_Goal of the exercise_: Start with the first line of the data and end with the line that holds "let column = match"; write out each one exactly.

_Source material_:
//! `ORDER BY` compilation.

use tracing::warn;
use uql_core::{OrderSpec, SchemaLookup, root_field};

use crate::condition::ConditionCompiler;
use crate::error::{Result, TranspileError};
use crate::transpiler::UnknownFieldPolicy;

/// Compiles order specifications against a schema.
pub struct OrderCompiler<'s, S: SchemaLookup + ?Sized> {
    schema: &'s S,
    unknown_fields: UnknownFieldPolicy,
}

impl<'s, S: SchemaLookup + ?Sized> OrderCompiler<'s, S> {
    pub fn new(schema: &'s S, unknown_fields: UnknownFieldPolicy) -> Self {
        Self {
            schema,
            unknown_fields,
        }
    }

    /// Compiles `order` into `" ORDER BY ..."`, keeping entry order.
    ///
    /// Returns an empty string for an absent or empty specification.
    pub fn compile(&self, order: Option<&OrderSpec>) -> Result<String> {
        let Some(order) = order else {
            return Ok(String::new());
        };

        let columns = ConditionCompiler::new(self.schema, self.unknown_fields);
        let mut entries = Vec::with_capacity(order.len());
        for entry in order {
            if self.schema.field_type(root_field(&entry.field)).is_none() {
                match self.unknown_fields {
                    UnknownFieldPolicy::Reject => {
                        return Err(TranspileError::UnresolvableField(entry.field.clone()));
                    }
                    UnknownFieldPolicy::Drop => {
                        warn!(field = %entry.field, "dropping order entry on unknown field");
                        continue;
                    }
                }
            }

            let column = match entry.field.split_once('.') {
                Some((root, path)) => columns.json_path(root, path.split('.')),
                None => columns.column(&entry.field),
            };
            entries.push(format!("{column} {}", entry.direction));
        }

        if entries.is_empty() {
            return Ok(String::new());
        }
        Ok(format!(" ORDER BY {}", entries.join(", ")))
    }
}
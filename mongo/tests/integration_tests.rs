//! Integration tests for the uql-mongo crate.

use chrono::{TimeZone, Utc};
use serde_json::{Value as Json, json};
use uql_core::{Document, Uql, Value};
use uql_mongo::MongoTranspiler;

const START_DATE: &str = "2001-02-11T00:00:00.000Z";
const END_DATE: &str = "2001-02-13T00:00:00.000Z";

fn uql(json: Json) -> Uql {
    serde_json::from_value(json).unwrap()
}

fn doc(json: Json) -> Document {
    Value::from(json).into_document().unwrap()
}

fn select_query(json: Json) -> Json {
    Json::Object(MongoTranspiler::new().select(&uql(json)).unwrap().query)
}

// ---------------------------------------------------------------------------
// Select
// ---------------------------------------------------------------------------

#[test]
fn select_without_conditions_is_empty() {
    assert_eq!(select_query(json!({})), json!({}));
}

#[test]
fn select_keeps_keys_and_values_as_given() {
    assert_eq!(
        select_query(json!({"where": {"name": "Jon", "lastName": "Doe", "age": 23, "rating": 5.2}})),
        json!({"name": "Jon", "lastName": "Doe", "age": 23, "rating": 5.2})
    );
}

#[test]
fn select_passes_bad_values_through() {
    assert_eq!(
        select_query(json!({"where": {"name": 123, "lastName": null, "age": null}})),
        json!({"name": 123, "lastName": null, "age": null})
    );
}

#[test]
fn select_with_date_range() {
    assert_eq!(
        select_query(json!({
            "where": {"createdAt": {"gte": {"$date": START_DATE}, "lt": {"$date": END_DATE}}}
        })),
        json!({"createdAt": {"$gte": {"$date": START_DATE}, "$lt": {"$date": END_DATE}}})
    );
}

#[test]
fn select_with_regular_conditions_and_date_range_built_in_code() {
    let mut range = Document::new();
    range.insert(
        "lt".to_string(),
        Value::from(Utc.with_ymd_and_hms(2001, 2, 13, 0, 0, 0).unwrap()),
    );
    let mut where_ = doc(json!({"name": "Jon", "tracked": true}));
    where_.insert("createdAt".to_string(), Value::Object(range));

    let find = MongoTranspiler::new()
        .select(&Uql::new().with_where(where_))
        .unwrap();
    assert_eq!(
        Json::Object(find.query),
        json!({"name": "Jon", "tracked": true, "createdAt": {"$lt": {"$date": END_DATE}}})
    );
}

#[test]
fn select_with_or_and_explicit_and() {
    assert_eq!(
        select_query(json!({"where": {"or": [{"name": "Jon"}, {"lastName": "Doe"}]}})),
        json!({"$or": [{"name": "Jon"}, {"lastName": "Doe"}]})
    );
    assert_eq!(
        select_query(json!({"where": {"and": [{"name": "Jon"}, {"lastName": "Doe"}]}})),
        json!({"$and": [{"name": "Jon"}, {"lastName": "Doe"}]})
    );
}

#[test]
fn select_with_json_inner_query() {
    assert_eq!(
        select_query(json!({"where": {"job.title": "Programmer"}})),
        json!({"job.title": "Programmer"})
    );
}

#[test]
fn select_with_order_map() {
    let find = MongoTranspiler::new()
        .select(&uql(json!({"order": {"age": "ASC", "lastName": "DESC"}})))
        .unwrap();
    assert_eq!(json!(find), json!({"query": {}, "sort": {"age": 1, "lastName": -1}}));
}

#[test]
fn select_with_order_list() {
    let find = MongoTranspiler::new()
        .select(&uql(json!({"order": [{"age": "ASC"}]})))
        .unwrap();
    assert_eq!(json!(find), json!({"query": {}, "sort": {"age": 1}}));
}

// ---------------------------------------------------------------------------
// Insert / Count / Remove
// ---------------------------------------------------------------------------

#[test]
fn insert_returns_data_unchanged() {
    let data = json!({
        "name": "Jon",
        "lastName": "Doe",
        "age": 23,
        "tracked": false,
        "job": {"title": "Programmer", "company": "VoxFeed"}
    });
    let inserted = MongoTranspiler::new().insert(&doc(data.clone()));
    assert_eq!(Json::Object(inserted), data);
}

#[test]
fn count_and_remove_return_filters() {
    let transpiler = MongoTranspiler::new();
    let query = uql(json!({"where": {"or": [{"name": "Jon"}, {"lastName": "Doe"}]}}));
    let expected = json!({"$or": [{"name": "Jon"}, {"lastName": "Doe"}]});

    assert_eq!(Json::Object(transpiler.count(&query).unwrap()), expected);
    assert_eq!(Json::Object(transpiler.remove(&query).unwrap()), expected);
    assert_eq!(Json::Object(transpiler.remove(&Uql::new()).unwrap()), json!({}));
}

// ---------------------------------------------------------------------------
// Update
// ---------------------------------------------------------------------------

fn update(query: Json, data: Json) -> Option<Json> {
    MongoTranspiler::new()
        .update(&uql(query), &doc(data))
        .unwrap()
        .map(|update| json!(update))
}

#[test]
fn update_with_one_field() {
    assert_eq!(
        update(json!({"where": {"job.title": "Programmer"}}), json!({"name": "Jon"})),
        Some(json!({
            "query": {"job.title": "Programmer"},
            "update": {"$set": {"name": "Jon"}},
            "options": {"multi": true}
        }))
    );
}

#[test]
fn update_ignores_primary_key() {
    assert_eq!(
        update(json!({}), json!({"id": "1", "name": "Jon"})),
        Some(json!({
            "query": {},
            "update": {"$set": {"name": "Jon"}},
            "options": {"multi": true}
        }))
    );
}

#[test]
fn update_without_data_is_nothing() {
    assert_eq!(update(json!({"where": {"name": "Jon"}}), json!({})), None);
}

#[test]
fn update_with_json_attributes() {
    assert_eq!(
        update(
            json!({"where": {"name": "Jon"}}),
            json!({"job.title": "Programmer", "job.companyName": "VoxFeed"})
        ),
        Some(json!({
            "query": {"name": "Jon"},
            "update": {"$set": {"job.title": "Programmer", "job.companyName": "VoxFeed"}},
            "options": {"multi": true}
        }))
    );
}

_Output for this exercise_:
//! `ORDER BY` compilation.

use tracing::warn;
use uql_core::{OrderSpec, SchemaLookup, root_field};

use crate::condition::ConditionCompiler;
use crate::error::{Result, TranspileError};
use crate::transpiler::UnknownFieldPolicy;

/// Compiles order specifications against a schema.
pub struct OrderCompiler<'s, S: SchemaLookup + ?Sized> {
    schema: &'s S,
    unknown_fields: UnknownFieldPolicy,
}

impl<'s, S: SchemaLookup + ?Sized> OrderCompiler<'s, S> {
    pub fn new(schema: &'s S, unknown_fields: UnknownFieldPolicy) -> Self {
        Self {
            schema,
            unknown_fields,
        }
    }

    /// Compiles `order` into `" ORDER BY ..."`, keeping entry order.
    ///
    /// Returns an empty string for an absent or empty specification.
    pub fn compile(&self, order: Option<&OrderSpec>) -> Result<String> {
        let Some(order) = order else {
            return Ok(String::new());
        };

        let columns = ConditionCompiler::new(self.schema, self.unknown_fields);
        let mut entries = Vec::with_capacity(order.len());
        for entry in order {
            if self.schema.field_type(root_field(&entry.field)).is_none() {
                match self.unknown_fields {
                    UnknownFieldPolicy::Reject => {
                        return Err(TranspileError::UnresolvableField(entry.field.clone()));
                    }
                    UnknownFieldPolicy::Drop => {
                        warn!(field = %entry.field, "dropping order entry on unknown field");
                        continue;
                    }
                }
            }

            let column = match entry.field.split_once('.') {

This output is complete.